Fig. 10. Glucose regulates β cell Dbp expression through modulation of FoxO1.

(A) Dbp mRNA expression of INS-1 832/13 β cells cultured in varying glucose concentrations (0 to 30 mM glucose) for either 2 hours (left, gray) or 14 hours (right, black). A subset of β cells was treated with 2.5, 11, or 30 mM glucose + 250 μM diazoxide for 14 hours (blue; n = 3 to 4 experiments per condition/time). (B) DBP and β-actin protein expression in INS-1 832/13 β cells treated with 2.5, 11, 30, or 30 mM glucose + 250 μM diazoxide for 14 hours (n = 3 experiments per condition). (C) Representative examples of INS-1 832/13 β cells treated for 14 hours with 2.5, 11, 30, or 30 mM glucose + 250 μM diazoxide (out of n = 3 experiments per condition) and immunostained for DBP (red, top) or FOXO1 (red, bottom), insulin (green), and DAPI nuclear stain (blue). Scale bars, 5 μm (×40 magnification). (D) Genome browser tracks of mouse islet FOXO1 and H3K27ac ChIP-seq from GSE131947 (55). FOXO1 binding sites are highlighted in red with the Dbp locus highlighted in yellow. (E) DBP and β-actin protein expression in INS-1 832/13 β cells transfected with FoxO1 or scramble siRNA and exposed to 2.5 mM glucose + dimethyl sulfoxide vehicle or 100 nM AS1842856 for 14 hours (left).

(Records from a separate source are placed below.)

//! System endpoints: health check and split strategy catalog.

use axum::http::StatusCode;
use axum::response::IntoResponse;
use axum::routing::get;
use axum::{Json, Router};
use chrono::Utc;
use serde::Serialize;
use utoipa::ToSchema;

use crate::app_state::AppState;
use crate::domain::SplitStrategy;

/// Health check response.
#[derive(Debug, Serialize, ToSchema)]
pub struct HealthResponse {
    status: String,
    timestamp: String,
    version: String,
}

/// `GET /health`: Service health status.
#[utoipa::path(
    get,
    path = "/health",
    tag = "System",
    summary = "Health check",
    description = "Returns service health status, version, and current timestamp.",
    responses(
        (status = 200, description = "Service is healthy", body = HealthResponse),
    )
)]
pub async fn health_handler() -> impl IntoResponse {
    (
        StatusCode::OK,
        Json(HealthResponse {
            status: "healthy".to_string(),
            timestamp: Utc::now().to_rfc3339(),
            version: env!("CARGO_PKG_VERSION").to_string(),
        }),
    )
}

/// Supported split strategy info.
#[derive(Debug, Serialize, ToSchema)]
pub struct SplitStrategyInfo {
    strategy: SplitStrategy,
    description: &'static str,
    required_fields: Vec<&'static str>,
    optional_fields: Vec<&'static str>,
}

/// `GET /config/split-strategies`: List supported split strategies.
#[utoipa::path(
    get,
    path = "/config/split-strategies",
    tag = "System",
    summary = "List split strategies",
    description = "Returns the strategies accepted by `POST /api/v1/sessions/{id}/splits` and the fields each one takes.",
    responses(
        (status = 200, description = "Split strategy catalog", body = Vec<SplitStrategyInfo>),
    )
)]
pub async fn split_strategies_handler() -> impl IntoResponse {
    let strategies = vec![
        SplitStrategyInfo {
            strategy: SplitStrategy::Equal,
            description: "Outstanding balance divided into N equal parts; leftover cents go to the first parts",
            required_fields: vec!["number_of_parts"],
            optional_fields: vec!["names"],
        },
        SplitStrategyInfo {
            strategy: SplitStrategy::Custom,
            description: "Caller-chosen named amounts that must add up to the outstanding balance",
            required_fields: vec!["parts"],
            optional_fields: Vec::new(),
        },
        SplitStrategyInfo {
            strategy: SplitStrategy::Seat,
            description: "One part per seat, priced from the order items associated with each seat",
            required_fields: vec!["seat_ids"],
            optional_fields: vec!["include_shared_items"],
        },
    ];
    (StatusCode::OK, Json(strategies))
}

/// System routes mounted at the root level (not under /api/v1).
pub fn routes() -> Router<AppState> {
    Router::new()
        .route("/health", get(health_handler))
        .route("/config/split-strategies", get(split_strategies_handler))
}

Quantification of DBP expression is normalized to scramble siRNA control (right; n = 3 experiments per condition). (F) ChIP qPCR analysis of FOXO1 binding to three regions adjacent to the Dbp TSS in INS-1 832/13 β cells cultured for 14 hours in 2.5, 11, or 30 mM glucose (n = 4 experiments per condition). *P < 0.05 and **P < 0.01 denote statistical significance (one-way ANOVA with Tukey post hoc test). Values represent means ± SEM.